Se acabó, no hay más que regresarse
Con la implementación del nuevo esquema supuesto por el gobierno nacional, el criterio rector parte de la comprensión de que la rentabilidad está en función de la calidad del suelo y las condiciones climáticas, y despeja las fabulaciones que miran el campo con mentalidad más antigua que la que le imputan a los chacareros. De esta manera, los beneficios recaerán en los escalafones inferiores de la producción, siempre que las bonificaciones logren concretarse de forma prolija, sistemática y permanente, algo que no sucedió en 2014, cuando se intentó ejecutar una medida en el mismo sentido, y sobre lo cual advierten algunos referentes del sector. La compensación alcanza a 42 mil productores de soja, que implican un 74% del total de productores, pero el 23% de la cosecha. Una expresión fiel de la concentración.
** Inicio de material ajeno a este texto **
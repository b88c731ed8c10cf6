// src/types/domain_types.rs
//! Domain-specific newtypes for type safety and validation.

use super::ValidationError;
use serde::{Deserialize, Serialize};
use std::fmt;

/// API key for Notion API authentication.
#[derive(Debug, Clone, PartialEq, Eq)]
pub struct ApiKey(String);

impl ApiKey {
    /// Create a new API key with validation.
    pub fn new(key: impl Into<String>) -> Result<Self, ValidationError> {
        let key = key.into();

        if key.is_empty() {
            return Err(ValidationError::InvalidApiKey {
                reason: "API key cannot be empty".to_string(),
            });
        }

        if !key.starts_with("secret_") && !key.starts_with("ntn_") {
            return Err(ValidationError::InvalidApiKey {
                reason: "API key must start with 'secret_' or 'ntn_'".to_string(),
            });
        }

        if key.len() < 20 {
            return Err(ValidationError::InvalidApiKey {
                reason: "API key is too short".to_string(),
            });
        }

        Ok(Self(key))
    }

    pub fn as_str(&self) -> &str {
        &self.0
    }

    #[cfg(test)]
    pub fn new_unchecked(key: impl Into<String>) -> Self {
        Self(key.into())
    }
}

impl fmt::Display for ApiKey {
    fn fmt(&self, f: &mut fmt::Formatter<'_>) -> fmt::Result {
        write!(f, "{}...", &self.0[..10])
    }
}

/// The name of a property on a Notion page or database.
#[derive(Debug, Clone, PartialEq, Eq, Hash, PartialOrd, Ord, Serialize, Deserialize)]
#[serde(transparent)]
pub struct PropertyName(String);

impl PropertyName {
    pub fn new(name: impl Into<String>) -> Self {
        Self(name.into())
    }

    pub fn as_str(&self) -> &str {
        &self.0
    }
}

impl fmt::Display for PropertyName {
    fn fmt(&self, f: &mut fmt::Formatter<'_>) -> fmt::Result {
        write!(f, "{}", self.0)
    }
}

impl std::borrow::Borrow<str> for PropertyName {
    fn borrow(&self) -> &str {
        &self.0
    }
}

impl From<String> for PropertyName {
    fn from(s: String) -> Self {
        Self(s)
    }
}

impl From<&str> for PropertyName {
    fn from(s: &str) -> Self {
        Self(s.to_string())
    }
}

#[cfg(test)]
mod tests {
    use super::*;

    #[test]
    fn test_api_key_validation() {
        assert!(ApiKey::new("secret_abcdefghijklmnopqrs").is_ok());
        assert!(ApiKey::new("ntn_abcdefghijklmnopqrs").is_ok());
        assert!(ApiKey::new("").is_err());
        assert!(ApiKey::new("invalid_key").is_err());
        assert!(ApiKey::new("secret_short").is_err());
    }
}
//! Rich text spans and inline annotations shared by blocks and properties.

use super::Color;
use serde::{Deserialize, Serialize};

/// One span of rich text as returned by the Notion API: plain text plus
/// optional link target and inline style annotations.
#[derive(Debug, Clone, PartialEq, Serialize, Deserialize)]
pub struct RichTextSpan {
    pub plain_text: String,
    pub href: Option<String>,
    #[serde(default)]
    pub annotations: Annotations,
}

impl RichTextSpan {
    pub fn plain(text: impl Into<String>) -> Self {
        Self {
            plain_text: text.into(),
            href: None,
            annotations: Annotations::default(),
        }
    }
}

/// Inline style annotations. Order here is cosmetic; the markdown converter
/// owns the wrapping order independently (code, bold, italic, strikethrough,
/// underline, innermost to outermost).
#[derive(Debug, Clone, Copy, PartialEq, Eq, Default, Serialize, Deserialize)]
pub struct Annotations {
    #[serde(default)]
    pub bold: bool,
    #[serde(default)]
    pub italic: bool,
    #[serde(default)]
    pub strikethrough: bool,
    #[serde(default)]
    pub underline: bool,
    #[serde(default)]
    pub code: bool,
}

/// Concatenate the plain text of a span sequence, ignoring annotations.
pub fn plain_text_of(spans: &[RichTextSpan]) -> String {
    spans.iter().map(|s| s.plain_text.as_str()).collect()
}

/// An option value for a `select`/`multi_select`/`status` property schema.
#[derive(Debug, Clone, PartialEq, Eq, Serialize, Deserialize)]
pub struct SelectOption {
    pub id: String,
    pub name: String,
    #[serde(default)]
    pub color: Color,
}

#[cfg(test)]
mod tests {
    use super::*;

    #[test]
    fn plain_text_concatenates_spans() {
        let spans = vec![RichTextSpan::plain("Hello "), RichTextSpan::plain("World")];
        assert_eq!(plain_text_of(&spans), "Hello World");
    }
}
El “campo”, integrado mayormente por una clase media que se perfila como un sujeto social novedoso, pujante y conflictivo, no se movilizó por los grandes terratenientes y las mentadas mil familias. La ineficacia del lock out de unos pocos lo demuestra con creces: no llegaron a esas otras capas rurales que tienen poco que ver con el imaginario recreado desde las usinas de pensamiento metropolitano. El cobro por tonelaje producido se basa en un criterio distribucionista que afecta solo a 15 mil productores. Actualmente, son 2500 los que concentran el 55% de la producción de soja en la Argentina, entre los que se lucen nombres como Brito, Eurnekian, Olmedo, Batistuta o Blaquier. Pero sus resonancias culturales y políticas se prolongan y complejizan.
En este escenario, la cuestión metrópolis-interior se sobreimprime en las diferencias de clase. Lejos de pertenecer a familias patricias o de tradición aristocrática, los que se montan al tractor y salen a lucharle a cara de perro a las “tentaciones expropiadoras” y las “tendencias populistas” pueden ser herederos directos de aquellos viejos colonos y arrendatarios beneficiados por el plan de colonización del peronismo que los transformó en pequeños propietarios. Y, pase lo que pase, muchos de ellos seguirán denostando al peronismo aun cuando festejen cachaca y sonrisas, hecho ya efectivo el cheque.